Nutritional Adequacy To Meet Energy Needs

Nutritional Adequacy To Meet Energy Needs images

Appropriate basic principles "Balanced Nutrition" which contains enough carbohydrates, fats, proteins, vitamins, minerals, water and fiber, the nutritional needs of the average man for healthy is as follows:

In general, a person requires an energy of about 4,500 kcal or 1.5 times the normal adult energy needs with relatively the same posture, because if the person is categorized by someone who does heavy physical activity. Energy requirements are calculated by taking into account several components, namely energy use: Basal Metabolic Rate (BMR), Specific Dynamic Action (SDA), Physical Activity and Growth Factors.
- BMR is the amount of energy expended for the vital activity of the body such as heart rate, breathing, electrical transmission in the muscles and others.

- SDA is the amount of energy required to process food in the body, among others, for the process of digestion and absorption of nutrients by the intestine. SDA magnitude of approximately 10% of the Basal Metabolic Rate (BMR).

- Physical Activity energy expenditure for daily physical activity is determined by the type, intensity and duration of physical activity and sport.

- Growth Factors Children and adolescents experiencing growth that requires an increase in energy. Additional energy is required for the growth of new bone and tissue.

Formulas: The calculation of the amount of energy expended each person.
    
BMR + SDA + Physical Activity

How to Calculate Energy Requirement

There are six steps in calculating energy requirements which I will share the following article 6 steps in calculating energy needs.

To meet the nutritional balance in the body requires some basic substances that are essential to generate enough energy for our bodies.

- Carbohydrates: Carbohydrates are the main source of energy to meet nutritional needs. Type of food sources of carbohydrates include: grains (rice, sticky rice, maize), tubers (yams, cassava) and starchy foods (bread, noodles, pasta, macaroni, vermicelli).

- Protein: Protein is a nutrient that is not an energy producer acting as a source of energy but it serves to replace the body's tissues and cells are damaged. Protein teenagers indispensable for growth and body shaper to achieve optimal height. Teens are highly recommended to consume protein sources derived from animal and vegetable.
Proteins of animal origin such as meat (recommended lean meat), chicken,
fish, eggs and milk. The recommended source of vegetable protein is tofu, tempeh, and legumes (peanuts, soybeans and green beans).
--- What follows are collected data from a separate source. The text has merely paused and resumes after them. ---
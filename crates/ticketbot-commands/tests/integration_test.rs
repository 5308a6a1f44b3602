//! Integration tests for ticketbot-commands crate.
//!
//! These exercise the registry-facing command logic with the configured
//! ping cooldown, without a Discord connection.

use std::sync::Arc;
use std::time::Duration;
use ticketbot_commands::gate::{enter, ping_key, status_message, Gate};
use ticketbot_common::test_utils::{config_fixtures, discord_fixtures, init_test_logging};
use ticketbot_config::ConfigLoader;
use ticketbot_cooldown::{CooldownRegistry, TokioClock};
use ticketbot_i18n::Messages;

#[tokio::test(start_paused = true)]
async fn test_configured_ping_cooldown_per_member() {
    init_test_logging();

    let config = ConfigLoader::from_yaml_str(config_fixtures::full_config_yaml(), |_| None).unwrap();
    let messages = Arc::new(Messages::load().unwrap());
    let mut settings = config.cooldown.settings();
    settings.snapshot_path = None;
    let registry = CooldownRegistry::with_clock(
        settings,
        Arc::clone(&messages),
        Arc::new(TokioClock::starting_at(1_700_000_000_000)),
    );

    let users = discord_fixtures::test_user_ids(2);
    let first = ping_key(users[0]);
    let second = ping_key(users[1]);
    let cooldown = config.commands.ping_cooldown;

    assert_eq!(enter(&registry, &first, cooldown, false).unwrap(), Gate::Open);
    assert!(matches!(
        enter(&registry, &first, cooldown, false).unwrap(),
        Gate::Cooling { .. }
    ));
    assert_eq!(enter(&registry, &second, cooldown, false).unwrap(), Gate::Open);

    let status = status_message(&registry, &messages, "<@1>", &first).unwrap();
    assert!(status.contains("00:11"), "{status}");

    tokio::time::sleep(Duration::from_secs(12)).await;
    assert_eq!(enter(&registry, &first, cooldown, false).unwrap(), Gate::Open);
}
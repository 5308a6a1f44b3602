//! In-memory map of active cooldowns.

use std::collections::HashMap;

/// `key -> expiry` map, expiry in Unix seconds.
///
/// Holds no timing logic: whether an entry is still active is decided by the
/// caller against its clock.
#[derive(Debug, Default, Clone)]
pub struct CooldownStore {
    entries: HashMap<String, i64>,
}

impl CooldownStore {
    /// Create an empty store
    pub fn new() -> Self {
        Self::default()
    }

    /// Insert or replace an entry
    pub fn set(&mut self, key: &str, expires_at: i64) {
        self.entries.insert(key.to_string(), expires_at);
    }

    /// Expiry of `key`, if present
    pub fn get(&self, key: &str) -> Option<i64> {
        self.entries.get(key).copied()
    }

    /// Remove `key`, returning its expiry
    pub fn delete(&mut self, key: &str) -> Option<i64> {
        self.entries.remove(key)
    }

    /// Remove everything, returning the removed entries sorted by key
    pub fn drain(&mut self) -> Vec<(String, i64)> {
        let mut entries: Vec<_> = self.entries.drain().collect();
        entries.sort_unstable_by(|a, b| a.0.cmp(&b.0));
        entries
    }

    /// Snapshot of all entries sorted by key
    pub fn entries(&self) -> Vec<(String, i64)> {
        let mut entries: Vec<_> = self
            .entries
            .iter()
            .map(|(key, expiry)| (key.clone(), *expiry))
            .collect();
        entries.sort_unstable_by(|a, b| a.0.cmp(&b.0));
        entries
    }

    /// Number of entries
    pub fn len(&self) -> usize {
        self.entries.len()
    }

    /// True when there are no entries
    pub fn is_empty(&self) -> bool {
        self.entries.is_empty()
    }
}
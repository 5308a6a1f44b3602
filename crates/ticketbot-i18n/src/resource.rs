//! Embedded Fluent resources.

use crate::error::{I18nError, I18nResult};
use crate::Locale;
use fluent_bundle::FluentResource;
use tracing::error;

const EN_MAIN: &str = include_str!("../locales/en/main.ftl");
const PT_MAIN: &str = include_str!("../locales/pt/main.ftl");

/// Raw FTL source bundled for a locale.
pub const fn source(locale: Locale) -> &'static str {
    match locale {
        Locale::English => EN_MAIN,
        Locale::Portuguese => PT_MAIN,
    }
}

/// Parse the embedded resource of a locale.
pub fn load(locale: Locale) -> I18nResult<FluentResource> {
    FluentResource::try_new(source(locale).to_string()).map_err(|(_, errors)| {
        let errors: Vec<String> = errors.into_iter().map(|e| format!("{e:?}")).collect();
        error!("Failed to parse Fluent resource for {}: {:?}", locale, errors);
        I18nError::FluentParseError {
            locale: locale.code().to_string(),
            errors,
        }
    })
}
//! Message catalogue backed by one Fluent bundle per locale.

use crate::error::{I18nError, I18nResult};
use crate::{resource, Locale, TimeUnit};
use fluent_bundle::concurrent::FluentBundle;
use fluent_bundle::{FluentArgs, FluentResource};
use std::collections::HashMap;
use std::fmt;
use tracing::{debug, warn};

/// Localized message catalogue.
///
/// Uses the concurrent bundle flavour so a single catalogue can be shared
/// between command handlers and timer tasks.
pub struct Messages {
    bundles: HashMap<Locale, FluentBundle<FluentResource>>,
}

impl fmt::Debug for Messages {
    fn fmt(&self, f: &mut fmt::Formatter<'_>) -> fmt::Result {
        f.debug_struct("Messages")
            .field("locales", &self.bundles.keys().collect::<Vec<_>>())
            .finish()
    }
}

impl Messages {
    /// Build bundles for every supported locale from the embedded resources.
    pub fn load() -> I18nResult<Self> {
        let mut bundles = HashMap::new();

        for locale in Locale::all() {
            let mut bundle = FluentBundle::new_concurrent(vec![locale.language_identifier()?]);
            bundle.set_use_isolating(false);
            bundle
                .add_resource(resource::load(locale)?)
                .map_err(|errors| I18nError::FluentParseError {
                    locale: locale.code().to_string(),
                    errors: errors.into_iter().map(|e| format!("{e:?}")).collect(),
                })?;

            debug!("Loaded Fluent bundle for {}", locale);
            bundles.insert(locale, bundle);
        }

        Ok(Self { bundles })
    }

    /// Check if a message exists in the bundle
    pub fn has_message(&self, locale: Locale, message_id: &str) -> bool {
        self.bundles
            .get(&locale)
            .is_some_and(|bundle| bundle.has_message(message_id))
    }

    /// Format a message with the given arguments
    pub fn format(
        &self,
        locale: Locale,
        message_id: &str,
        args: Option<&FluentArgs<'_>>,
    ) -> I18nResult<String> {
        let not_found = || I18nError::MessageNotFound {
            key: message_id.to_string(),
        };

        let bundle = self.bundles.get(&locale).ok_or_else(not_found)?;
        let message = bundle.get_message(message_id).ok_or_else(not_found)?;
        let pattern = message.value().ok_or_else(not_found)?;

        let mut errors = Vec::new();
        let formatted = bundle.format_pattern(pattern, args, &mut errors);

        if !errors.is_empty() {
            let errors: Vec<String> = errors.into_iter().map(|e| format!("{e:?}")).collect();
            warn!("Formatting errors for message '{}': {:?}", message_id, errors);
            return Err(I18nError::MessageFormatError {
                key: message_id.to_string(),
                errors,
            });
        }

        Ok(formatted.into_owned())
    }

    /// Format a message from `(name, value)` pairs.
    pub fn format_with(
        &self,
        locale: Locale,
        message_id: &str,
        args: &[(&str, String)],
    ) -> I18nResult<String> {
        let mut fluent_args = FluentArgs::new();
        for (name, value) in args {
            fluent_args.set(*name, value.clone());
        }
        self.format(locale, message_id, Some(&fluent_args))
    }

    /// "5 seconds", "1 minuto": a count of a unit with the locale's plural form.
    pub fn time_unit(&self, locale: Locale, unit: TimeUnit, count: i64) -> I18nResult<String> {
        let mut args = FluentArgs::new();
        args.set("count", count);
        self.format(locale, unit.message_id(), Some(&args))
    }
}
- Fats: Although fat is the energy source of the most high, but it is not recommended to consume excessive fat. Because fat energy can not be directly used for training and competing. Fat present in food of animal origin as animal fat and vegetable fat of plant origin as. Animal fats examples are: cheese, butter, fatty meat (cattle / goat). Examples are vegetable fats: palm oil, coconut oil, margarine, soybean oil, peanut oil, and corn oil.

- Vitamins: Vitamin widely available in food sources of animal origin such as meat, eggs, fish and chicken. In addition, the vitamin can also be obtained from a source of vegetable origin, such as fresh vegetables and fruits. A recommended addition to foods of animal origin also need to consume foods of plant origin such as fruits and fresh vegetables.

- Mineral: A require more oxygen for the combustion of carbohydrates that produce energy, especially during strenuous activity that requires a lot of energy. To carry oxygen (O2) to the muscles needed Hemoglobin (Hb) or red blood cells enough. Enough to form hemoglobin body requires iron (Fe), which comes from meat (recommended lean meat), green vegetables and beans.

- Water and Electrolytes: While doing strenuous activity a person will sweat in very much. Sweat more will be issued if the activity in hot areas. Water sweat out of the body can reach one liter per hour. If the body of water loss exceeds 2% of total body weight, it will become dehydrated (lack of fluid) and can be disrupted health. To prevent dehydration, it's good football athletes drink before you feel thirsty. Drinking water regularly with a little extra electrolytes and carbohydrates very well to prevent dehydration. Drunk drinking water is recommended in the form of fruit juice because in addition to containing water also contains electrolytes needed to replace fluids and electrolytes lost during activity.

- Fiber: Another thing that also should not be overlooked by someone who often heavy activity is consumption of fiber (fiber) of the meal. Consumption of fiber enough to help defecation becomes a regular and smooth. Fiber is also very important in the prevention of various diseases like colon cancer, and heart disease. Fiber from foods are vegetables and fruits such as spinach, kale, cassava leaves, pumpkin leaves, apples, jicama.